▸ **THE TASK**: Could you copy every record exactly as it appears?

▸ **DATA PROVIDED**:

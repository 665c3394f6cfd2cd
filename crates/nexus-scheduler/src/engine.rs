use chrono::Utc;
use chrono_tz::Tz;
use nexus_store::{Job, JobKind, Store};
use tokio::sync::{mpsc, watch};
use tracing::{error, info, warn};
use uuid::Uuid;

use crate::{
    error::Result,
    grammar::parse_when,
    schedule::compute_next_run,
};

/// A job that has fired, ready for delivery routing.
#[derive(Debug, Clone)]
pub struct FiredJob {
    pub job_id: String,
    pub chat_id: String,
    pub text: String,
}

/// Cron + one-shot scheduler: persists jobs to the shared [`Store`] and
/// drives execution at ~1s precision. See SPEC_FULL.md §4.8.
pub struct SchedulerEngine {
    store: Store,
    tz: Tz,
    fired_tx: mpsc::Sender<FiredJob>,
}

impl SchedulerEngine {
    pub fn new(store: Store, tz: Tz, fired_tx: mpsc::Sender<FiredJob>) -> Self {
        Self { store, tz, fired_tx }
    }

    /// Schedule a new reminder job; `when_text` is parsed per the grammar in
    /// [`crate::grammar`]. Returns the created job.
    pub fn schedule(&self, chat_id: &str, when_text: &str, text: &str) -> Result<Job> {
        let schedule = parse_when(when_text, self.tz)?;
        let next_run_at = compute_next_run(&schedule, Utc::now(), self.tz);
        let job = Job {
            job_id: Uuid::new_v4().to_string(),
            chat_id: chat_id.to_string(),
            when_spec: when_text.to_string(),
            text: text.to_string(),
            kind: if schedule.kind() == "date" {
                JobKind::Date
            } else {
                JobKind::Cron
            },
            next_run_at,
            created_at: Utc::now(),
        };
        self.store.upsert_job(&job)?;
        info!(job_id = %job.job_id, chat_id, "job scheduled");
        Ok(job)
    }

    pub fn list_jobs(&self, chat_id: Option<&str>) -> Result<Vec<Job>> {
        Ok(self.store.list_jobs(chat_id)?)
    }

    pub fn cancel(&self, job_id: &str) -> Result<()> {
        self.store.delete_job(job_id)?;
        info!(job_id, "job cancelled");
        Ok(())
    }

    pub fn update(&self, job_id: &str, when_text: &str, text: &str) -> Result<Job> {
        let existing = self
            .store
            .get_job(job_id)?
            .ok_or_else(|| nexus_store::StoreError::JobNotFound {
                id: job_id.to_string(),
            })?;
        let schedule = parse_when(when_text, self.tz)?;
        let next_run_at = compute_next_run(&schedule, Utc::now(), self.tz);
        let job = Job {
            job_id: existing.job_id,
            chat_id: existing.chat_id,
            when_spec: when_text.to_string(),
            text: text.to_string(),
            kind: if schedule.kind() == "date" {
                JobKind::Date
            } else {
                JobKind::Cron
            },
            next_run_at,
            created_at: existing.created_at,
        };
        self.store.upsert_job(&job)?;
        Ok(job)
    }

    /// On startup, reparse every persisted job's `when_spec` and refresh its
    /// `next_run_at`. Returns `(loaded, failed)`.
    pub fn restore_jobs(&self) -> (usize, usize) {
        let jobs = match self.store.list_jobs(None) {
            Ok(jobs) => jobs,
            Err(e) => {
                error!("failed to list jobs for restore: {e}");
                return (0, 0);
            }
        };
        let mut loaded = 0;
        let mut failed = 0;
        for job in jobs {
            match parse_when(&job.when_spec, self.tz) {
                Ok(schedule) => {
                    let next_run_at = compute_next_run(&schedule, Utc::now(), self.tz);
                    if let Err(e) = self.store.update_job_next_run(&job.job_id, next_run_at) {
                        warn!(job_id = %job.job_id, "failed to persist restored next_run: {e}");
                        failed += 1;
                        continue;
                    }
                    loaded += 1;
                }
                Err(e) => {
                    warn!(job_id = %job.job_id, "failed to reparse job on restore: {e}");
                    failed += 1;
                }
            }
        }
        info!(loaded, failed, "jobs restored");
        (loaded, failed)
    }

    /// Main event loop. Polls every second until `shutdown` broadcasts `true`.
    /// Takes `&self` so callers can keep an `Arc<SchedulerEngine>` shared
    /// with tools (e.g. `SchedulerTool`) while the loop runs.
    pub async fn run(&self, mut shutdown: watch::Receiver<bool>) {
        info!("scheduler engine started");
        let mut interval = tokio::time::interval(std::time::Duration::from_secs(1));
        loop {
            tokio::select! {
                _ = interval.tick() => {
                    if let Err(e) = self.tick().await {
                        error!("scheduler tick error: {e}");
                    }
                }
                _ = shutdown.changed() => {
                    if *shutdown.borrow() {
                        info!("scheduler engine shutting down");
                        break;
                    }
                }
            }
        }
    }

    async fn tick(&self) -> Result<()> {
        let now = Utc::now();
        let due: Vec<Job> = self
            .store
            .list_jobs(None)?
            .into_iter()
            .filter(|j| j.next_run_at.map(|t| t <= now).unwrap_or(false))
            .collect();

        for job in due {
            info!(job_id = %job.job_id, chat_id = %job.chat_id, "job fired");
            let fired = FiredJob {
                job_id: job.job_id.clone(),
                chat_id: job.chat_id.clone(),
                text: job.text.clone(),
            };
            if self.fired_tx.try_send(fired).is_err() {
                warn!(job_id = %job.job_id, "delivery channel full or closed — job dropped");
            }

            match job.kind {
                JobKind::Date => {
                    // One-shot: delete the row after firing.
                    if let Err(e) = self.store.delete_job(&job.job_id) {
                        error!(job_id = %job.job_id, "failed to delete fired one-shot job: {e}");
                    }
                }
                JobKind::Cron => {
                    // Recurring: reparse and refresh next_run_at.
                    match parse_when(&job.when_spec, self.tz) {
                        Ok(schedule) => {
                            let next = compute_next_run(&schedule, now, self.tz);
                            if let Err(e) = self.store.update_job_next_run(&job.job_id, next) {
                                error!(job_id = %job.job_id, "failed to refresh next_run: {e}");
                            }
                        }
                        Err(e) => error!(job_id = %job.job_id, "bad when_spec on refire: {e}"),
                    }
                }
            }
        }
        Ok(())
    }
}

▸ **SOLUTION TO THE EXERCISE**:
repository 665c3394f6cfd2cd
filename crates/nexus-scheduler/src/engine.rs
use chrono::Utc;
use chrono_tz::Tz;
use nexus_store::{Job, JobKind, Store};
use tokio::sync::{mpsc, watch};
use tracing::{error, info, warn};
use uuid::Uuid;

use crate::{
    error::Result,
    grammar::parse_when,
    schedule::compute_next_run,
};

/// A job that has fired, ready for delivery routing.
#[derive(Debug, Clone)]
pub struct FiredJob {
    pub job_id: String,
    pub chat_id: String,
    pub text: String,
}

/// Cron + one-shot scheduler: persists jobs to the shared [`Store`] and
/// drives execution at ~1s precision. See SPEC_FULL.md §4.8.
pub struct SchedulerEngine {
    store: Store,
    tz: Tz,
    fired_tx: mpsc::Sender<FiredJob>,
}

impl SchedulerEngine {
    pub fn new(store: Store, tz: Tz, fired_tx: mpsc::Sender<FiredJob>) -> Self {
        Self { store, tz, fired_tx }
    }

    /// Schedule a new reminder job; `when_text` is parsed per the grammar in
    /// [`crate::grammar`]. Returns the created job.
    pub fn schedule(&self, chat_id: &str, when_text: &str, text: &str) -> Result<Job> {
        let schedule = parse_when(when_text, self.tz)?;
        let next_run_at = compute_next_run(&schedule, Utc::now(), self.tz);
        let job = Job {
            job_id: Uuid::new_v4().to_string(),
            chat_id: chat_id.to_string(),
            when_spec: when_text.to_string(),
            text: text.to_string(),
            kind: if schedule.kind() == "date" {
                JobKind::Date
            } else {
                JobKind::Cron
            },
            next_run_at,
            created_at: Utc::now(),
        };
        self.store.upsert_job(&job)?;
        info!(job_id = %job.job_id, chat_id, "job scheduled");
        Ok(job)
    }

    pub fn list_jobs(&self, chat_id: Option<&str>) -> Result<Vec<Job>> {
        Ok(self.store.list_jobs(chat_id)?)
    }

    pub fn cancel(&self, job_id: &str) -> Result<()> {
        self.store.delete_job(job_id)?;
        info!(job_id, "job cancelled");
        Ok(())
    }

    pub fn update(&self, job_id: &str, when_text: &str, text: &str) -> Result<Job> {
        let existing = self
            .store
            .get_job(job_id)?
            .ok_or_else(|| nexus_store::StoreError::JobNotFound {
                id: job_id.to_string(),
            })?;
        let schedule = parse_when(when_text, self.tz)?;
        let next_run_at = compute_next_run(&schedule, Utc::now(), self.tz);
        let job = Job {
            job_id: existing.job_id,
            chat_id: existing.chat_id,
            when_spec: when_text.to_string(),
            text: text.to_string(),
            kind: if schedule.kind() == "date" {
                JobKind::Date
            } else {
                JobKind::Cron
            },
            next_run_at,
            created_at: existing.created_at,
        };
        self.store.upsert_job(&job)?;
        Ok(job)
    }

    /// On startup, reparse every persisted job's `when_spec` and refresh its
    /// `next_run_at`. Returns `(loaded, failed)`.
    pub fn restore_jobs(&self) -> (usize, usize) {
        let jobs = match self.store.list_jobs(None) {
            Ok(jobs) => jobs,
            Err(e) => {
                error!("failed to list jobs for restore: {e}");
                return (0, 0);
            }
        };
        let mut loaded = 0;
        let mut failed = 0;
        for job in jobs {
            match parse_when(&job.when_spec, self.tz) {
                Ok(schedule) => {
                    let next_run_at = compute_next_run(&schedule, Utc::now(), self.tz);
                    if let Err(e) = self.store.update_job_next_run(&job.job_id, next_run_at) {
                        warn!(job_id = %job.job_id, "failed to persist restored next_run: {e}");
                        failed += 1;
                        continue;
                    }
                    loaded += 1;
                }
                Err(e) => {
                    warn!(job_id = %job.job_id, "failed to reparse job on restore: {e}");
                    failed += 1;
                }
            }
        }
        info!(loaded, failed, "jobs restored");
        (loaded, failed)
    }

    /// Main event loop. Polls every second until `shutdown` broadcasts `true`.
    /// Takes `&self` so callers can keep an `Arc<SchedulerEngine>` shared
    /// with tools (e.g. `SchedulerTool`) while the loop runs.
    pub async fn run(&self, mut shutdown: watch::Receiver<bool>) {
        info!("scheduler engine started");
        let mut interval = tokio::time::interval(std::time::Duration::from_secs(1));
        loop {
            tokio::select! {
                _ = interval.tick() => {
                    if let Err(e) = self.tick().await {
                        error!("scheduler tick error: {e}");
                    }
                }
                _ = shutdown.changed() => {
                    if *shutdown.borrow() {
                        info!("scheduler engine shutting down");
                        break;
                    }
                }
            }
        }
    }

    async fn tick(&self) -> Result<()> {
        let now = Utc::now();
        let due: Vec<Job> = self
            .store
            .list_jobs(None)?
            .into_iter()
            .filter(|j| j.next_run_at.map(|t| t <= now).unwrap_or(false))
            .collect();

        for job in due {
            info!(job_id = %job.job_id, chat_id = %job.chat_id, "job fired");
            let fired = FiredJob {
                job_id: job.job_id.clone(),
                chat_id: job.chat_id.clone(),
                text: job.text.clone(),
            };
            if self.fired_tx.try_send(fired).is_err() {
                warn!(job_id = %job.job_id, "delivery channel full or closed — job dropped");
            }

            match job.kind {
                JobKind::Date => {
                    // One-shot: delete the row after firing.
                    if let Err(e) = self.store.delete_job(&job.job_id) {
                        error!(job_id = %job.job_id, "failed to delete fired one-shot job: {e}");
                    }
                }
                JobKind::Cron => {
                    // Recurring: reparse and refresh next_run_at.
                    match parse_when(&job.when_spec, self.tz) {
                        Ok(schedule) => {
                            let next = compute_next_run(&schedule, now, self.tz);
                            if let Err(e) = self.store.update_job_next_run(&job.job_id, next) {
                                error!(job_id = %job.job_id, "failed to refresh next_run: {e}");
                            }
                        }
                        Err(e) => error!(job_id = %job.job_id, "bad when_spec on refire: {e}"),
                    }
                }
            }
        }
        Ok(())
    }
}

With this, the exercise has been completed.